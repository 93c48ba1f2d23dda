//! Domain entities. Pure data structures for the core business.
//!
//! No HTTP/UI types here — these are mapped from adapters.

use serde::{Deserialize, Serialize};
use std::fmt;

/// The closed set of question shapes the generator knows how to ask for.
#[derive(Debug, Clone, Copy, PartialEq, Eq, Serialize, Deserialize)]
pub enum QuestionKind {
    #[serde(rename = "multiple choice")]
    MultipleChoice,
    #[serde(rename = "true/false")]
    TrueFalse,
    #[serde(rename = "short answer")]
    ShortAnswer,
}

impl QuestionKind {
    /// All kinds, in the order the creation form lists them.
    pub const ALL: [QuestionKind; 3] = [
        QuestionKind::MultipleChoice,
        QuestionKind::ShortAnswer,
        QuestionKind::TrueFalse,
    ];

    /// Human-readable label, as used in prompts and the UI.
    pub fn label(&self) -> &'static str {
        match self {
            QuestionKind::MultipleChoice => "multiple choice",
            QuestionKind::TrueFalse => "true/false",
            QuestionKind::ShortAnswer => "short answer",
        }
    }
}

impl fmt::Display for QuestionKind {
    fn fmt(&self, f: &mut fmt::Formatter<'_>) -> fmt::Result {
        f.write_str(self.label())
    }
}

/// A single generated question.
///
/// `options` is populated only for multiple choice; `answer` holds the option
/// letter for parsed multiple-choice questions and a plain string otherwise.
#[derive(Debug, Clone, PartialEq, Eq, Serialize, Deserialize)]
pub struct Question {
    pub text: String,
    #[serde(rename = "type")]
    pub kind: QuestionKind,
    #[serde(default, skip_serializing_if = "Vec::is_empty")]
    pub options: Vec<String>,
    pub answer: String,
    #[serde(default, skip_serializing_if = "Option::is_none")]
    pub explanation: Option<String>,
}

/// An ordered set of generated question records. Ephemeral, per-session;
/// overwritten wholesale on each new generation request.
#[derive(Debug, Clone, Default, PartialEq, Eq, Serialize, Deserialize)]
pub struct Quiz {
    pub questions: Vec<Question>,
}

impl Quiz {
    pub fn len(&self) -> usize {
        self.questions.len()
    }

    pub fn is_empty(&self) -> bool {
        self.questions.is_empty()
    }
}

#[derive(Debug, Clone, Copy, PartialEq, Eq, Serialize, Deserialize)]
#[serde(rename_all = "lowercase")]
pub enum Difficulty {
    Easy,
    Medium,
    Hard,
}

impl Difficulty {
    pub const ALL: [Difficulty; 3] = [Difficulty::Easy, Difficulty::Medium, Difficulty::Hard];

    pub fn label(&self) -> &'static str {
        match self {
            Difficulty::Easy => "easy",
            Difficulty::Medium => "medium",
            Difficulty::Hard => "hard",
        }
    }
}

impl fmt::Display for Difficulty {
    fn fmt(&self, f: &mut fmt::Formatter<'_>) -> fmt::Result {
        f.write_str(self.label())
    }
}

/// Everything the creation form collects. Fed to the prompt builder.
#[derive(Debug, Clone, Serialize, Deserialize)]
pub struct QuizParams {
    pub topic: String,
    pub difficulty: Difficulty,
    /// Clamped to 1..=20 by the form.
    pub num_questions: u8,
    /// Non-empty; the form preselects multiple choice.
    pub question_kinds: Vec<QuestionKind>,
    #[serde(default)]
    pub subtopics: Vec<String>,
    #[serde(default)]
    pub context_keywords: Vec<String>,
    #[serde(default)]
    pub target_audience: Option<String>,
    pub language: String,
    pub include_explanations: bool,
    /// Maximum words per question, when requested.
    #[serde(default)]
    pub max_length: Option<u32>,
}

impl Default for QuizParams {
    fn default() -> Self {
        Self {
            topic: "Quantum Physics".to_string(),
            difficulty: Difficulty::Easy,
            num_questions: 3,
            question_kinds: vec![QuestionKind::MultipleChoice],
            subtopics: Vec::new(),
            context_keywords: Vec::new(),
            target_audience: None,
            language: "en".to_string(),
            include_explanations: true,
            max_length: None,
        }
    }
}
____
### Instructions to follow
Return the lines exactly as they stand, please. Start at the top of the material and finish with the line where "plain string otherwise." appears.

### Response area
repository 93c48ba1f2d23dda
//! Domain entities. Pure data structures for the core business.
//!
//! No HTTP/UI types here — these are mapped from adapters.

use serde::{Deserialize, Serialize};
use std::fmt;

/// The closed set of question shapes the generator knows how to ask for.
#[derive(Debug, Clone, Copy, PartialEq, Eq, Serialize, Deserialize)]
pub enum QuestionKind {
    #[serde(rename = "multiple choice")]
    MultipleChoice,
    #[serde(rename = "true/false")]
    TrueFalse,
    #[serde(rename = "short answer")]
    ShortAnswer,
}

impl QuestionKind {
    /// All kinds, in the order the creation form lists them.
    pub const ALL: [QuestionKind; 3] = [
        QuestionKind::MultipleChoice,
        QuestionKind::ShortAnswer,
        QuestionKind::TrueFalse,
    ];

    /// Human-readable label, as used in prompts and the UI.
    pub fn label(&self) -> &'static str {
        match self {
            QuestionKind::MultipleChoice => "multiple choice",
            QuestionKind::TrueFalse => "true/false",
            QuestionKind::ShortAnswer => "short answer",
        }
    }
}

impl fmt::Display for QuestionKind {
    fn fmt(&self, f: &mut fmt::Formatter<'_>) -> fmt::Result {
        f.write_str(self.label())
    }
}

/// A single generated question.
///
/// `options` is populated only for multiple choice; `answer` holds the option
/// letter for parsed multiple-choice questions and a plain string otherwise.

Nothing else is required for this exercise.